Un président, un monument et une polémique
Le chef de l‘état et son fils devraient être les bénéficiaires d’un tiers des recettes générées par le « monument de la Renaissance africaine » en construction à Dakar.
Paris a sa tour Eiffel, Rio son Christ rédempteur, New York sa statue de la Liberté et Dakar son « monument de la Renaissance africaine » ! Pour le président sénégalais Abdoulaye Wade, « cet ouvrage digne du continent montre une Afrique sortant des entrailles de la terre, quittant l’obscurantisme pour aller vers la lumière ». Ce projet, comme celui du Parc culturel comprenant le musée des Civilisations, le Grand Théâtre et une école d’architecture, lui tient particulièrement à cœur.
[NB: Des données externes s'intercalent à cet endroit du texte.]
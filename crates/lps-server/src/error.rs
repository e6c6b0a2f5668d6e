use axum::http::StatusCode;
use axum::response::{IntoResponse, Response};
use axum::Json;
use thiserror::Error;
use tracing::{error, warn};

use lps_payload::PayloadError;
use lps_protocol::{ErrorResponse, ProtocolError};
use lps_types::{ErrorKind, TypeError};

#[derive(Debug, Error)]
pub enum ServerError {
    #[error("invalid request: {0}")]
    BadRequest(String),

    #[error("payload error: {0}")]
    Payload(#[from] PayloadError),

    #[error("protocol error: {0}")]
    Protocol(#[from] ProtocolError),

    #[error("configuration error: {0}")]
    Config(String),

    #[error("I/O error: {0}")]
    Io(#[from] std::io::Error),

    #[error("internal error: {0}")]
    Internal(String),
}

impl From<TypeError> for ServerError {
    fn from(e: TypeError) -> Self {
        Self::BadRequest(e.to_string())
    }
}

impl ServerError {
    pub fn kind(&self) -> ErrorKind {
        match self {
            Self::BadRequest(_) => ErrorKind::InvalidArgument,
            Self::Payload(e) => e.kind(),
            Self::Protocol(e) => e.kind(),
            Self::Config(_) | Self::Io(_) | Self::Internal(_) => ErrorKind::Internal,
        }
    }
}

/// HTTP status for a failure kind.
pub fn status_for(kind: ErrorKind) -> StatusCode {
    match kind {
        ErrorKind::NotFound => StatusCode::NOT_FOUND,
        ErrorKind::Conflict => StatusCode::CONFLICT,
        ErrorKind::InvalidArgument => StatusCode::BAD_REQUEST,
        ErrorKind::IntegrityFailure => StatusCode::UNAUTHORIZED,
        ErrorKind::Unavailable | ErrorKind::Cancelled => StatusCode::SERVICE_UNAVAILABLE,
        ErrorKind::Internal => StatusCode::INTERNAL_SERVER_ERROR,
    }
}

impl IntoResponse for ServerError {
    fn into_response(self) -> Response {
        let kind = self.kind();
        let status = status_for(kind);
        if status.is_server_error() {
            error!(kind = %kind, error = %self, "request failed");
        } else if kind == ErrorKind::IntegrityFailure {
            warn!(error = %self, "rejected unsigned or tampered request");
        }
        (status, Json(ErrorResponse::new(kind, self.to_string()))).into_response()
    }
}

pub type ServerResult<T> = Result<T, ServerError>;
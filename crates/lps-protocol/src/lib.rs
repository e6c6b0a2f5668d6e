//! Wire protocol for the localization payload store.
//!
//! Defines endpoint paths, header and query names, request/response
//! messages, and the opt-in body signing protocol used between LPS clients
//! and servers.

pub mod endpoint;
pub mod error;
pub mod message;
pub mod signing;

pub use endpoint::{endpoints, headers, params, HealthResponse};
pub use error::{ProtocolError, ProtocolResult};
pub use message::{CallParams, CreatePayloadRequest, ErrorResponse, MAX_BODY_SIZE, PROTOCOL_VERSION};
pub use signing::{
    open_body, open_body_within, parse_encoding, sign_body, verify_body, IntegrityError, OutgoingBody,
};
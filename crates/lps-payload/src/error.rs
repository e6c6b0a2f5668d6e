use thiserror::Error;

use lps_blob::BlobError;
use lps_store::StoreError;
use lps_types::{ErrorKind, PayloadId, TypeError};

#[derive(Debug, Error)]
pub enum PayloadError {
    #[error("payload {id} not found in partition {partition}")]
    NotFound { id: PayloadId, partition: String },

    #[error("payload {0} already exists")]
    AlreadyExists(PayloadId),

    #[error("invalid argument: {0}")]
    InvalidArgument(String),

    /// The document points at a body that cannot be decoded.
    #[error("body of payload {id} is unreadable: {reason}")]
    CorruptBody { id: PayloadId, reason: String },

    #[error("operation cancelled")]
    Cancelled,

    #[error(transparent)]
    Store(#[from] StoreError),

    #[error(transparent)]
    Blob(#[from] BlobError),

    #[error(transparent)]
    Type(#[from] TypeError),
}

impl PayloadError {
    pub fn kind(&self) -> ErrorKind {
        match self {
            Self::NotFound { .. } => ErrorKind::NotFound,
            Self::AlreadyExists(_) => ErrorKind::Conflict,
            Self::InvalidArgument(_) => ErrorKind::InvalidArgument,
            Self::CorruptBody { .. } => ErrorKind::Internal,
            Self::Cancelled => ErrorKind::Cancelled,
            Self::Store(e) => e.kind(),
            Self::Blob(e) => e.kind(),
            Self::Type(e) => e.kind(),
        }
    }
}

pub type PayloadResult<T> = Result<T, PayloadError>;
Objectif : magnifier les cultures et le patrimoine « matériel et immatériel » du continent. Mais pour l’instant, ils suscitent plus de commentaires que d’admiration. Surtout le monument de la Renaissance africaine, presque achevé.
Payé en terrains
Depuis début août, le débat ne concerne plus ni l’esthétique ni le symbolisme de l’œuvre. Les questions pécuniaires sont à la une. « Wade père et fils se sucrent », a titré un quotidien évoquant l’utilisation des fonds générés par l’exploitation du site. Et la presse n’est pas la seule à s’offusquer. « C’est scandaleux, dénonce un fonctionnaire. Wade a dilapidé les terrains de l’État et va en plus profiter de l’argent. »
Le 1er août lors d’une visite de chantier, Abdoulaye Wade a en effet révélé que 35 % des recettes issues de l’exploitation du site – qui comprendra un musée, une salle de spectacle, un centre d’affaires, des restaurants… – lui reviendront, car c’est lui qui a imaginé l’œuvre (dont il possède les droits de propriété intellectuelle), néanmoins conçue par l’architecte sénégalais Pierre Goudiaby Atepa et construite par la société nord-coréenne Mansudae Overseas Project Group of Companies. Ces fonds, dit-il, seront gérés par sa fondation dont Karim, son fils, sera le président du conseil d’administration. Quant aux 65 % restants, il assure qu’ils iront à l’État pour la construction de Cases des tout-petits (écoles maternelles gratuites, voir J.A. n° 2522) au Sénégal et dans la région. Le monument « n’a pas coûté d’argent mais du terrain. Nous l’avons échangé contre des terrains car nous n’avions pas la possibilité de sortir 14 milliards du budget », défend Abdoulaye Wade. Selon lui, il attirera des « centaines de milliers de visiteurs et rapportera des centaines de milliards de dollars ».
Un style contesté
Sceptiques, les Sénégalais continuent de critiquer l’ouvrage. « Il est plutôt moche et totalement inutile », dit Ibou, un jeune habitant de Ouakam, quartier situé au bas des Mamelles. Du côté des religieux, les trois personnages surgis de terre et s’élevant vers le ciel ne sont pas plus appréciés. « C’est un monument païen qui va surplomber Dakar », dénonce un imam (le Sénégal compte 95 % de musulmans). Un étudiant dira même qu’il ressemble un peu trop à « L’Ouvrier et la Kolkhozienne », créé pour le pavillon soviétique de l’Exposition universelle de 1937.
Le monument de la Renaissance africaine, dont les travaux ont débuté fin 2006, devrait être terminé en décembre prochain. L’imposante structure en bronze, d’une durée de vie de 1 200 ans, s’élève à 150 mètres sur l’une des deux collines des Mamelles (volcan éteint), point culminant de la presqu’île du Cap-Vert. L’autre colline abrite depuis 1864 un phare posté à 126 mètres.